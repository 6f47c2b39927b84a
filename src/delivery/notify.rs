use parking_lot::Mutex;

/// Severity of a user notification.
#[derive(Clone, Copy, Debug, PartialEq, Eq)]
pub enum Level {
    Success,
    Info,
    Warning,
    Error,
}

/// One user-visible notification.
#[derive(Clone, Debug, PartialEq, Eq)]
pub struct Notification {
    pub level: Level,
    pub message: String,
}

impl Notification {
    pub fn new(level: Level, message: impl Into<String>) -> Self {
        Self {
            level,
            message: message.into(),
        }
    }
}

/// Sink for user notifications.
pub trait Notifier: Send + Sync {
    fn notify(&self, notification: Notification);

    fn success(&self, message: &str) {
        self.notify(Notification::new(Level::Success, message));
    }

    fn info(&self, message: &str) {
        self.notify(Notification::new(Level::Info, message));
    }

    fn warning(&self, message: &str) {
        self.notify(Notification::new(Level::Warning, message));
    }

    fn error(&self, message: &str) {
        self.notify(Notification::new(Level::Error, message));
    }
}

/// Collects notifications in memory.
#[derive(Debug, Default)]
pub struct MemoryNotifier {
    seen: Mutex<Vec<Notification>>,
}

impl MemoryNotifier {
    pub fn new() -> Self {
        Self::default()
    }

    pub fn notifications(&self) -> Vec<Notification> {
        self.seen.lock().clone()
    }

    pub fn messages(&self, level: Level) -> Vec<String> {
        self.seen
            .lock()
            .iter()
            .filter(|n| n.level == level)
            .map(|n| n.message.clone())
            .collect()
    }

    pub fn clear(&self) {
        self.seen.lock().clear();
    }
}

impl Notifier for MemoryNotifier {
    fn notify(&self, notification: Notification) {
        self.seen.lock().push(notification);
    }
}

/// Emits notifications as log events.
#[derive(Clone, Copy, Debug, Default)]
pub struct TracingNotifier;

impl Notifier for TracingNotifier {
    fn notify(&self, n: Notification) {
        match n.level {
            Level::Success | Level::Info => tracing::info!(target: "ecoticket::notify", "{}", n.message),
            Level::Warning => tracing::warn!(target: "ecoticket::notify", "{}", n.message),
            Level::Error => tracing::error!(target: "ecoticket::notify", "{}", n.message),
        }
    }
}

#[cfg(test)]
#[path = "../../tests/unit/delivery/notify.rs"]
mod tests;
use std::sync::Arc;
use std::sync::atomic::{AtomicBool, Ordering};

use chrono::{Local, NaiveDate};
use parking_lot::Mutex;
use tokio::task::JoinHandle;

use crate::assets::logo::{LogoAsset, LogoCache};
use crate::card::content::TicketContent;
use crate::card::dom::CardDom;
use crate::foundation::config::PageContext;
use crate::foundation::error::TicketResult;
use crate::readiness::{ReadinessHandle, ReadinessSignal};

/// Lifecycle phase of a mounted card. `Ready` is absorbing.
#[derive(Clone, Copy, Debug, PartialEq, Eq)]
pub enum CardPhase {
    Mounted,
    LogoResolving,
    Ready,
}

/// Per-card observable state.
#[derive(Clone, Debug, PartialEq, Eq)]
pub struct TicketCardState {
    pub resolved_logo_src: String,
    pub ready: bool,
}

struct CardShared {
    ticket_id: String,
    alive: AtomicBool,
    phase: Mutex<CardPhase>,
    dom: Arc<Mutex<CardDom>>,
    signal: ReadinessSignal,
}

impl CardShared {
    /// Load-completion handler. The only place card state changes after mount.
    fn apply_logo(&self, logo: &LogoAsset) {
        if !self.alive.load(Ordering::Acquire) {
            tracing::debug!(ticket_id = %self.ticket_id, "logo resolved after unmount, ignoring");
            return;
        }
        if !logo.is_renderable() {
            tracing::warn!(ticket_id = %self.ticket_id, "logo has no pixels, card stays unready");
            return;
        }

        {
            let mut dom = self.dom.lock();
            dom.set_logo(logo);
            dom.ready_attr = true;
        }
        *self.phase.lock() = CardPhase::Ready;
        if self.signal.mark_ready() {
            tracing::debug!(
                ticket_id = %self.ticket_id,
                fallback = logo.is_fallback(),
                "ticket card ready"
            );
        }
    }
}

/// A mounted ticket card.
///
/// Mounting starts logo resolution in the background. Dropping the card unmounts it: the liveness
/// flag is cleared, the resolver is aborted and waiters observe the readiness channel closing.
pub struct TicketCard {
    shared: Arc<CardShared>,
    handle: ReadinessHandle,
    resolver: JoinHandle<()>,
}

impl TicketCard {
    /// Mount a card dated today (local time). Must be called inside a Tokio runtime.
    pub fn mount(
        content: TicketContent,
        page: &PageContext,
        logos: Arc<LogoCache>,
    ) -> TicketResult<Self> {
        Self::mount_on(content, page, logos, Local::now().date_naive())
    }

    /// Mount a card with an explicit "today" used when the backend supplied no issue date.
    pub fn mount_on(
        content: TicketContent,
        page: &PageContext,
        logos: Arc<LogoCache>,
        today: NaiveDate,
    ) -> TicketResult<Self> {
        let dom = CardDom::build(&content, page, today)?;
        let signal = ReadinessSignal::new();
        let handle = signal.handle();
        let shared = Arc::new(CardShared {
            ticket_id: content.ticket_id.clone(),
            alive: AtomicBool::new(true),
            phase: Mutex::new(CardPhase::Mounted),
            dom: Arc::new(Mutex::new(dom)),
            signal,
        });

        *shared.phase.lock() = CardPhase::LogoResolving;
        let resolver = {
            let shared = Arc::clone(&shared);
            tokio::spawn(async move {
                let logo = logos.get_logo().await;
                shared.apply_logo(&logo);
            })
        };

        tracing::debug!(ticket_id = %content.ticket_id, "ticket card mounted");
        Ok(Self {
            shared,
            handle,
            resolver,
        })
    }

    pub fn ticket_id(&self) -> &str {
        &self.shared.ticket_id
    }

    /// Readiness handle for waiters; usable after the card is gone.
    pub fn readiness(&self) -> ReadinessHandle {
        self.handle.clone()
    }

    pub fn is_ready(&self) -> bool {
        self.handle.is_ready()
    }

    pub fn phase(&self) -> CardPhase {
        *self.shared.phase.lock()
    }

    pub fn state(&self) -> TicketCardState {
        TicketCardState {
            resolved_logo_src: self.shared.dom.lock().logo.src.clone(),
            ready: self.is_ready(),
        }
    }

    /// Show or hide the card subtree.
    pub fn set_visible(&self, visible: bool) {
        self.shared.dom.lock().visible = visible;
    }

    /// Copy of the current card tree.
    pub fn snapshot(&self) -> CardDom {
        self.shared.dom.lock().clone()
    }

    /// Shared handle on the live card tree, for capture.
    pub(crate) fn dom(&self) -> Arc<Mutex<CardDom>> {
        Arc::clone(&self.shared.dom)
    }
}

impl Drop for TicketCard {
    fn drop(&mut self) {
        self.shared.alive.store(false, Ordering::Release);
        self.resolver.abort();
        tracing::debug!(ticket_id = %self.shared.ticket_id, "ticket card unmounted");
    }
}

impl std::fmt::Debug for TicketCard {
    fn fmt(&self, f: &mut std::fmt::Formatter<'_>) -> std::fmt::Result {
        f.debug_struct("TicketCard")
            .field("ticket_id", &self.shared.ticket_id)
            .field("phase", &self.phase())
            .field("ready", &self.is_ready())
            .finish()
    }
}

#[cfg(test)]
#[path = "../../tests/unit/card/mount.rs"]
mod tests;
//! Raster capture of a mounted ticket card.
//!
//! The card tree is laid out, serialized to SVG and rasterized with `resvg` at a fixed output width
//! times a pixel ratio, then encoded as JPEG. Capture takes a [`CaptureGate`] from the readiness
//! wait and re-checks every card image before rasterizing.

use std::collections::HashSet;
use std::time::Duration;

use anyhow::anyhow;
use parking_lot::Mutex;

use crate::assets::decode::{data_uri_dimensions, parse_data_uri, short_src};
use crate::card::dom::{CardDom, split_family_list};
use crate::card::layout::{LayoutItem, layout_card};
use crate::card::mount::TicketCard;
use crate::foundation::config::{CaptureSettings, Rgb8};
use crate::foundation::error::{CaptureError, TicketError, TicketResult};
use crate::readiness::CaptureGate;

pub mod fonts;
pub mod raster;
pub mod svg;

pub use fonts::FontEnvironment;

/// Capture parameters.
#[derive(Clone, Debug, PartialEq)]
pub struct CaptureOptions {
    pub width_px: u32,
    pub pixel_ratio: f32,
    pub background: Rgb8,
    pub quality: f32,
    pub settle_delay: Duration,
    pub safe_font_family: String,
}

impl Default for CaptureOptions {
    fn default() -> Self {
        Self::from(&CaptureSettings::default())
    }
}

impl From<&CaptureSettings> for CaptureOptions {
    fn from(s: &CaptureSettings) -> Self {
        Self {
            width_px: s.width_px,
            pixel_ratio: s.pixel_ratio,
            background: s.background,
            quality: s.quality,
            settle_delay: Duration::from_millis(s.settle_delay_ms),
            safe_font_family: s.safe_font_family.clone(),
        }
    }
}

impl CaptureOptions {
    /// Output size in device pixels for a card of `content_height` CSS pixels.
    pub fn output_size(&self, content_height: f64) -> (u32, u32) {
        let ratio = f64::from(self.pixel_ratio);
        let w = (f64::from(self.width_px) * ratio).round() as u32;
        let h = (content_height.ceil() * ratio).round() as u32;
        (w, h)
    }
}

/// Encoded capture result.
#[derive(Clone, Debug, PartialEq, Eq)]
pub struct CapturedImage {
    /// `data:image/jpeg;base64,...`
    pub data_uri: String,
    pub width: u32,
    pub height: u32,
    pub jpeg_len: usize,
}

impl CapturedImage {
    /// Raw JPEG bytes behind the data URI.
    pub fn jpeg_bytes(&self) -> TicketResult<Vec<u8>> {
        parse_data_uri(&self.data_uri).map(|(_, bytes)| bytes)
    }
}

/// Forces a font family onto the card tree until dropped, then restores the previous value.
pub struct ScopedFontOverride<'a> {
    dom: &'a mut CardDom,
    previous: Option<String>,
}

impl<'a> ScopedFontOverride<'a> {
    pub fn apply(dom: &'a mut CardDom, family: &str) -> Self {
        let previous = dom.style.font_override.replace(family.to_string());
        Self { dom, previous }
    }

    pub fn dom(&self) -> &CardDom {
        self.dom
    }
}

impl Drop for ScopedFontOverride<'_> {
    fn drop(&mut self) {
        self.dom.style.font_override = self.previous.take();
    }
}

/// Rasterizes mounted cards.
#[derive(Clone, Debug)]
pub struct CaptureEngine {
    fonts: FontEnvironment,
    opts: CaptureOptions,
}

impl CaptureEngine {
    pub fn new(fonts: FontEnvironment, opts: CaptureOptions) -> Self {
        Self { fonts, opts }
    }

    pub fn options(&self) -> &CaptureOptions {
        &self.opts
    }

    pub fn fonts(&self) -> &FontEnvironment {
        &self.fonts
    }

    /// Capture `card` as a JPEG data URI.
    #[tracing::instrument(level = "debug", skip_all, fields(ticket_id = card.ticket_id(), gate = ?gate))]
    pub async fn capture(&self, card: &TicketCard, gate: CaptureGate) -> TicketResult<CapturedImage> {
        let dom = card.dom();
        let dropped = self.ensure_images_loaded(&dom, gate).await?;

        if !self.opts.settle_delay.is_zero() {
            tokio::time::sleep(self.opts.settle_delay).await;
        }

        let fonts = self.fonts.clone();
        let opts = self.opts.clone();
        let jpeg = tokio::task::spawn_blocking(move || {
            let (svg, content_height) = render_markup(&dom, &fonts, &opts, &dropped)?;
            let target = opts.output_size(content_height);
            let default_family = split_family_list(&opts.safe_font_family)
                .next()
                .unwrap_or_else(|| "sans-serif".to_string());
            raster::rasterize_jpeg(
                &svg,
                &fonts,
                &default_family,
                target,
                opts.pixel_ratio,
                opts.background,
                opts.quality,
            )
        })
        .await
        .map_err(|e| TicketError::Other(anyhow!("capture task failed: {e}")))??;

        let image = CapturedImage {
            data_uri: jpeg.data_uri(),
            width: jpeg.width,
            height: jpeg.height,
            jpeg_len: jpeg.bytes.len(),
        };
        tracing::debug!(
            width = image.width,
            height = image.height,
            bytes = image.jpeg_len,
            "card captured"
        );
        Ok(image)
    }

    /// Decode every image in the card. Returns the sources to leave out of a degraded capture.
    ///
    /// A confirmed capture fails on the first image without usable pixels.
    async fn ensure_images_loaded(
        &self,
        dom: &Mutex<CardDom>,
        gate: CaptureGate,
    ) -> TicketResult<HashSet<String>> {
        let slots = dom.lock().image_slots();
        let mut dropped = HashSet::new();

        for slot in slots {
            let loaded = if slot.is_embedded() {
                let src = slot.src.clone();
                tokio::task::spawn_blocking(move || data_uri_dimensions(&src))
                    .await
                    .map_err(|e| TicketError::Other(anyhow!("image decode task failed: {e}")))?
                    .map(|(w, h)| w > 0 && h > 0)
                    .unwrap_or(false)
            } else {
                false
            };
            if loaded {
                continue;
            }

            match gate {
                CaptureGate::Confirmed => {
                    return Err(CaptureError::ImageNotLoaded {
                        src: short_src(&slot.src),
                    }
                    .into());
                }
                CaptureGate::Degraded => {
                    tracing::warn!(src = %short_src(&slot.src), "image not loaded, capturing without it");
                    dropped.insert(slot.src);
                }
            }
        }
        Ok(dropped)
    }
}

/// Lay out the card under the safe font override and serialize it. The override is restored
/// before returning, on success and on error.
fn render_markup(
    dom: &Mutex<CardDom>,
    fonts: &FontEnvironment,
    opts: &CaptureOptions,
    dropped: &HashSet<String>,
) -> Result<(String, f64), CaptureError> {
    let mut guard = dom.lock();
    let scoped = ScopedFontOverride::apply(&mut guard, &opts.safe_font_family);

    let mut layout = layout_card(scoped.dom());
    if layout.content_height <= 0.0 {
        return Err(CaptureError::ZeroHeight);
    }
    fonts.check_local(&scoped.dom().font_families())?;

    layout.items.retain(|item| match item {
        LayoutItem::Image { href: Some(h), .. } => !dropped.contains(h),
        _ => true,
    });
    let svg = svg::to_svg(&layout, f64::from(opts.width_px), opts.background);
    Ok((svg, layout.content_height))
}

#[cfg(test)]
#[path = "../tests/unit/capture/engine.rs"]
mod tests;
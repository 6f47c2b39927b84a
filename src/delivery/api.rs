use chrono::TimeZone;
use serde::{Deserialize, Serialize};

use crate::card::content::{DEFAULT_AMOUNT, format_issue_date_iso};
use crate::foundation::error::{TicketError, TicketResult};

/// `POST /api/tickets` body.
#[derive(Clone, Debug, PartialEq, Eq, Serialize, Deserialize)]
pub struct CreateTicketRequest {
    /// Amount exactly as typed into the form.
    pub amount: String,
    pub email: String,
    pub phone: String,
}

/// `POST /api/tickets` response.
#[derive(Clone, Debug, PartialEq, Eq, Serialize, Deserialize)]
#[serde(rename_all = "camelCase")]
pub struct CreatedTicket {
    pub ticket_id: String,
    #[serde(default, skip_serializing_if = "Option::is_none")]
    pub date_issued: Option<String>,
    #[serde(default, skip_serializing_if = "Option::is_none")]
    pub date_issued_iso: Option<String>,
}

impl CreatedTicket {
    /// Display date: the backend's formatted date, else its ISO timestamp rendered in `tz`.
    pub fn display_date<Tz: TimeZone>(&self, tz: &Tz) -> Option<String> {
        if let Some(d) = self.date_issued.as_deref().filter(|d| !d.trim().is_empty()) {
            return Some(d.to_string());
        }
        self.date_issued_iso
            .as_deref()
            .and_then(|iso| format_issue_date_iso(iso, tz))
    }
}

/// Stored ticket as returned by `GET /api/tickets/{id}`.
#[derive(Clone, Debug, Default, PartialEq, Serialize, Deserialize)]
#[serde(rename_all = "camelCase", default)]
pub struct TicketRecord {
    pub ticket_id: String,
    /// String or number depending on the backend revision.
    pub amount: Option<serde_json::Value>,
    pub email: Option<String>,
    pub phone: Option<String>,
    pub used: bool,
    pub date_issued: Option<String>,
    pub date_issued_iso: Option<String>,
}

impl TicketRecord {
    /// Amount with currency symbol; the default fare when the record has none.
    pub fn amount_display(&self) -> String {
        match &self.amount {
            Some(serde_json::Value::String(s)) if !s.trim().is_empty() => format!("₦{}", s.trim()),
            Some(serde_json::Value::Number(n)) => format!("₦{n}"),
            _ => DEFAULT_AMOUNT.to_string(),
        }
    }
}

/// `POST /api/tickets/email` body.
#[derive(Clone, Debug, PartialEq, Eq, Serialize, Deserialize)]
#[serde(rename_all = "camelCase")]
pub struct EmailRequest {
    pub ticket_id: String,
    pub to: String,
    pub image_data_url: String,
}

#[derive(Serialize)]
struct MarkUsedRequest {
    used: bool,
}

#[derive(Deserialize)]
struct ErrorBody {
    error: Option<String>,
}

/// Ticket backend.
#[async_trait::async_trait]
pub trait TicketApi: Send + Sync {
    async fn create_ticket(&self, req: &CreateTicketRequest) -> TicketResult<CreatedTicket>;

    /// `Ok(None)` when the backend answers 404.
    async fn get_ticket(&self, ticket_id: &str) -> TicketResult<Option<TicketRecord>>;

    async fn mark_used(&self, ticket_id: &str) -> TicketResult<TicketRecord>;

    async fn send_ticket_email(&self, req: &EmailRequest) -> TicketResult<()>;
}

/// JSON-over-HTTP backend client.
#[derive(Clone, Debug)]
pub struct HttpTicketApi {
    client: reqwest::Client,
    base: String,
}

impl HttpTicketApi {
    pub fn new(client: reqwest::Client, base: impl Into<String>) -> Self {
        Self {
            client,
            base: base.into().trim_end_matches('/').to_string(),
        }
    }

    pub fn base(&self) -> &str {
        &self.base
    }

    fn url(&self, path: &str) -> String {
        format!("{}{path}", self.base)
    }

    fn ticket_url(&self, ticket_id: &str) -> TicketResult<reqwest::Url> {
        let mut url = reqwest::Url::parse(&self.url("/api/tickets/"))
            .map_err(|e| TicketError::validation(format!("bad api base '{}': {e}", self.base)))?;
        url.path_segments_mut()
            .map_err(|()| TicketError::validation(format!("api base '{}' cannot be a base", self.base)))?
            .pop_if_empty()
            .push(ticket_id);
        Ok(url)
    }

    async fn send(&self, req: reqwest::RequestBuilder) -> TicketResult<reqwest::Response> {
        req.send()
            .await
            .map_err(|e| TicketError::transport(format!("request failed: {e}")))
    }
}

/// Read the body of a non-2xx response into a delivery error.
async fn failure(resp: reqwest::Response) -> TicketError {
    let status = resp.status().as_u16();
    let body = resp.text().await.unwrap_or_default();
    error_from_body(status, &body)
}

/// Map a failed status and its body to [`TicketError::Delivery`], keeping the server's `{error}`
/// message when the body carries one.
pub fn error_from_body(status: u16, body: &str) -> TicketError {
    let server = serde_json::from_str::<ErrorBody>(body)
        .ok()
        .and_then(|b| b.error);
    TicketError::http(status, server)
}

async fn json_body<T: serde::de::DeserializeOwned>(resp: reqwest::Response) -> TicketResult<T> {
    let bytes = resp
        .bytes()
        .await
        .map_err(|e| TicketError::transport(format!("read response body: {e}")))?;
    serde_json::from_slice(&bytes).map_err(|e| TicketError::serde(format!("response body: {e}")))
}

#[async_trait::async_trait]
impl TicketApi for HttpTicketApi {
    #[tracing::instrument(level = "debug", skip_all, fields(base = %self.base))]
    async fn create_ticket(&self, req: &CreateTicketRequest) -> TicketResult<CreatedTicket> {
        let resp = self
            .send(self.client.post(self.url("/api/tickets")).json(req))
            .await?;
        if !resp.status().is_success() {
            return Err(failure(resp).await);
        }
        json_body(resp).await
    }

    async fn get_ticket(&self, ticket_id: &str) -> TicketResult<Option<TicketRecord>> {
        let resp = self.send(self.client.get(self.ticket_url(ticket_id)?)).await?;
        if resp.status() == reqwest::StatusCode::NOT_FOUND {
            return Ok(None);
        }
        if !resp.status().is_success() {
            return Err(failure(resp).await);
        }
        json_body(resp).await.map(Some)
    }

    async fn mark_used(&self, ticket_id: &str) -> TicketResult<TicketRecord> {
        let resp = self
            .send(
                self.client
                    .patch(self.ticket_url(ticket_id)?)
                    .json(&MarkUsedRequest { used: true }),
            )
            .await?;
        if !resp.status().is_success() {
            return Err(failure(resp).await);
        }
        json_body(resp).await
    }

    #[tracing::instrument(level = "debug", skip_all, fields(ticket_id = %req.ticket_id))]
    async fn send_ticket_email(&self, req: &EmailRequest) -> TicketResult<()> {
        let resp = self
            .send(self.client.post(self.url("/api/tickets/email")).json(req))
            .await?;
        if !resp.status().is_success() {
            return Err(failure(resp).await);
        }
        Ok(())
    }
}

#[cfg(test)]
#[path = "../../tests/unit/delivery/api.rs"]
mod tests;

* Activity *
Out of the records, collect only those lines that contain the string "notifications".

* Response below *
/// Sink for user notifications.
/// Collects notifications in memory.
    pub fn notifications(&self) -> Vec<Notification> {
/// Emits notifications as log events.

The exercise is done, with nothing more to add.